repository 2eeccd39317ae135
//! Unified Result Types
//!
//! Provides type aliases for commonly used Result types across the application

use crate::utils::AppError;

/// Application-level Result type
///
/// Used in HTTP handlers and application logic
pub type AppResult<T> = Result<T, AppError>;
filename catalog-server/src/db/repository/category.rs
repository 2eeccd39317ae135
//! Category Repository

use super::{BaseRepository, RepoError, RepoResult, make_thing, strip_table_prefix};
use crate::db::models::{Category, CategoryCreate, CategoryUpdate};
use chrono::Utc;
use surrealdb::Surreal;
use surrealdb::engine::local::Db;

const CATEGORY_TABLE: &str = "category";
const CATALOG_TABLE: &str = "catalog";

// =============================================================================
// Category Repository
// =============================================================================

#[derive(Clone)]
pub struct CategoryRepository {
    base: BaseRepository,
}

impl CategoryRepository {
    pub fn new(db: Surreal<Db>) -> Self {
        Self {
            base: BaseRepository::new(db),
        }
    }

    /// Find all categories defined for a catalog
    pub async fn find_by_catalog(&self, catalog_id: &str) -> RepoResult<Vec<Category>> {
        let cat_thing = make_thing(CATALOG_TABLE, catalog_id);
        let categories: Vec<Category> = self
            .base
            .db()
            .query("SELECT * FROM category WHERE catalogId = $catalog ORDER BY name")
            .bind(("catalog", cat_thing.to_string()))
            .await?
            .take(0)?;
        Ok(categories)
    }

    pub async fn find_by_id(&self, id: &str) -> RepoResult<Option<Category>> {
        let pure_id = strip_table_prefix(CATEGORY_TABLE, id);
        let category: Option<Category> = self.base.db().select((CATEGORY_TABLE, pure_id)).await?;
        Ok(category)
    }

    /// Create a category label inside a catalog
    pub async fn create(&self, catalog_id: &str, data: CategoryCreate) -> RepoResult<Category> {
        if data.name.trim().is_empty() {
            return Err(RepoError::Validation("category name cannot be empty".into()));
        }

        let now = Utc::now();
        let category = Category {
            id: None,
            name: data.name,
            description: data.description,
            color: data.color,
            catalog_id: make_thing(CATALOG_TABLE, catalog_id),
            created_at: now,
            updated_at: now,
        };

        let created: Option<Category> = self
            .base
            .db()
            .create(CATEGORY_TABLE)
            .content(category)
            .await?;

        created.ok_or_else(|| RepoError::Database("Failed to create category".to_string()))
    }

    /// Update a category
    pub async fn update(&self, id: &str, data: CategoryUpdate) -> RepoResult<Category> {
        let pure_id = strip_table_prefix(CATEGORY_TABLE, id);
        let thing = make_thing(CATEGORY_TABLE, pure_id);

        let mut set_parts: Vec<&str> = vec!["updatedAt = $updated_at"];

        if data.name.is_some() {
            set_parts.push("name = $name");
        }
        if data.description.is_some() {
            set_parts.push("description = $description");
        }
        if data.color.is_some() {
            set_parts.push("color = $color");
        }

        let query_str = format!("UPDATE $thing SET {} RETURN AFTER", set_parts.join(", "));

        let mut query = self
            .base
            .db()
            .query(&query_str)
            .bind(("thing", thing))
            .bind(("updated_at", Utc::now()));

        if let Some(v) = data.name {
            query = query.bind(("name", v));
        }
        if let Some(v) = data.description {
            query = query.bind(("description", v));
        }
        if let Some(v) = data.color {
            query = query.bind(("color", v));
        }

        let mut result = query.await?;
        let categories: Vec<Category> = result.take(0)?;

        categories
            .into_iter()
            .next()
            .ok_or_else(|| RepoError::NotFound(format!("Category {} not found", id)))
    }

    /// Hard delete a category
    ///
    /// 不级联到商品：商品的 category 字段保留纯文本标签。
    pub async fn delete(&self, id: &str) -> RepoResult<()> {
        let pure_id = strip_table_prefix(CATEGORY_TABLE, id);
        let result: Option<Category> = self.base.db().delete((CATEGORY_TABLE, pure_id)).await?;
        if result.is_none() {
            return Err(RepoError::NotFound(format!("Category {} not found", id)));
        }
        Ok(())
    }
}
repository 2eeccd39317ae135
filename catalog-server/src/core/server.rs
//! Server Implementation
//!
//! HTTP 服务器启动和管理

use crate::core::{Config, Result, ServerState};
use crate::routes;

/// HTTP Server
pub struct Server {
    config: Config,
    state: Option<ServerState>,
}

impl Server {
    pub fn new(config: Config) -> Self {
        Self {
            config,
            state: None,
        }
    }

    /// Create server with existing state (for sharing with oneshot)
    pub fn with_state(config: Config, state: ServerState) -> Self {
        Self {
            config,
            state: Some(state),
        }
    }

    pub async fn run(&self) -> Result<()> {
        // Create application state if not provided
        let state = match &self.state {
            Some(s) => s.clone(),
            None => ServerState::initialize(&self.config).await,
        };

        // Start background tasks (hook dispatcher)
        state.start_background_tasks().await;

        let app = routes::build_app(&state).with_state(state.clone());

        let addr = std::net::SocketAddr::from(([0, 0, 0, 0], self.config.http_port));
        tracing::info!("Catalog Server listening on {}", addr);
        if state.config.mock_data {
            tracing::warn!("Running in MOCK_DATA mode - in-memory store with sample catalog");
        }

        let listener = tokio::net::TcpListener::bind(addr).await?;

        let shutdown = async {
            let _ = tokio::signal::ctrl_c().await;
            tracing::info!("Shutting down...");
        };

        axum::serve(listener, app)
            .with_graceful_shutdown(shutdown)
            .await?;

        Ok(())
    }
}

--

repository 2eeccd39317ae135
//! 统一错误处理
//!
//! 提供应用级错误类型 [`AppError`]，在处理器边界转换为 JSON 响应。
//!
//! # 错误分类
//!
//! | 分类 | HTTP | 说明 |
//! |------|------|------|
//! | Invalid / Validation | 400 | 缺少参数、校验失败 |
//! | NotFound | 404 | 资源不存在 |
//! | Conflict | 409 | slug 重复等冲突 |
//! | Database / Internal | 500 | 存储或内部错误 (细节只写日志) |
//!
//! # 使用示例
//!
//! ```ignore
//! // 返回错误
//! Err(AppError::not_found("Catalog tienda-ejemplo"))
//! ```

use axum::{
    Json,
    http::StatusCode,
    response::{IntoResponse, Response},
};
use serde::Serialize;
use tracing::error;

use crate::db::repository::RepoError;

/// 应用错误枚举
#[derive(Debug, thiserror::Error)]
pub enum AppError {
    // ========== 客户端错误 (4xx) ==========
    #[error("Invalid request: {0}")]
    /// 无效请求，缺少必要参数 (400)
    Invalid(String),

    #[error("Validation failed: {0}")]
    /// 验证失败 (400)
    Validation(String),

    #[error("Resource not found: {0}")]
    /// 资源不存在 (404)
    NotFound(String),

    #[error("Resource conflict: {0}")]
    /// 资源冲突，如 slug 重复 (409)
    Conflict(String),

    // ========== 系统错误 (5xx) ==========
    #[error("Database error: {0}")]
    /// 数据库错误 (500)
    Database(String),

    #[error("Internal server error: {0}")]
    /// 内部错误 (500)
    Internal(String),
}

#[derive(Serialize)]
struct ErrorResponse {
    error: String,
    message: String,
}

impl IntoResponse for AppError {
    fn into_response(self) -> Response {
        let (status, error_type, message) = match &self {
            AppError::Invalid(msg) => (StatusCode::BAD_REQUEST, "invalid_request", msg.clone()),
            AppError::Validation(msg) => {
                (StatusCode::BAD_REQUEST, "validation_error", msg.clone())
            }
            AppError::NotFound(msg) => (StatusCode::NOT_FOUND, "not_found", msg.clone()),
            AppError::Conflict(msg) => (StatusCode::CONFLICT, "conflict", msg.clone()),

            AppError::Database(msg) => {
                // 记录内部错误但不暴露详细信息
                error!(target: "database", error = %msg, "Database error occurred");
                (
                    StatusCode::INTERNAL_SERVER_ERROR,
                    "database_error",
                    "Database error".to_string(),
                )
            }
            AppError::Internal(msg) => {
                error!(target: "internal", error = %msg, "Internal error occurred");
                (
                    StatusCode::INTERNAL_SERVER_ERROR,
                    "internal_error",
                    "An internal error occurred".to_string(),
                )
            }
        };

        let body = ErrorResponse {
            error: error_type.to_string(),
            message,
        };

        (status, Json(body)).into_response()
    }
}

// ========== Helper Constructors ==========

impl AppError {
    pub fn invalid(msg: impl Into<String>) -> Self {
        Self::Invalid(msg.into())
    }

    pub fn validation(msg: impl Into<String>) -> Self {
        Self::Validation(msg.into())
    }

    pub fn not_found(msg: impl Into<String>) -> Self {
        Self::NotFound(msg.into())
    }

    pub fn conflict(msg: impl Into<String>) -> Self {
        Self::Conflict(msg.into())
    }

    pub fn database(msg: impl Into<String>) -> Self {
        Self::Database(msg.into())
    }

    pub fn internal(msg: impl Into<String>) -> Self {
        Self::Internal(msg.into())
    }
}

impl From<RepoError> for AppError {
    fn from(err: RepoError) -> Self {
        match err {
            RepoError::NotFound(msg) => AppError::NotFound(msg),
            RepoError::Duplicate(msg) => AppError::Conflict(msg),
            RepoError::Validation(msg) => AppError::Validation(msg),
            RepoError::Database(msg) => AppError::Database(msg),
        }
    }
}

### To do
Copy the stretch of the records above that runs from the line with "pub enum AppError" through the line with "impl IntoResponse for". Both end lines belong in the copy, and nothing else does.

### Response
pub enum AppError {
    // ========== 客户端错误 (4xx) ==========
    #[error("Invalid request: {0}")]
    /// 无效请求，缺少必要参数 (400)
    Invalid(String),

    #[error("Validation failed: {0}")]
    /// 验证失败 (400)
    Validation(String),

    #[error("Resource not found: {0}")]
    /// 资源不存在 (404)
    NotFound(String),

    #[error("Resource conflict: {0}")]
    /// 资源冲突，如 slug 重复 (409)
    Conflict(String),

    // ========== 系统错误 (5xx) ==========
    #[error("Database error: {0}")]
    /// 数据库错误 (500)
    Database(String),

    #[error("Internal server error: {0}")]
    /// 内部错误 (500)
    Internal(String),
}

#[derive(Serialize)]
struct ErrorResponse {
    error: String,
    message: String,
}

impl IntoResponse for AppError {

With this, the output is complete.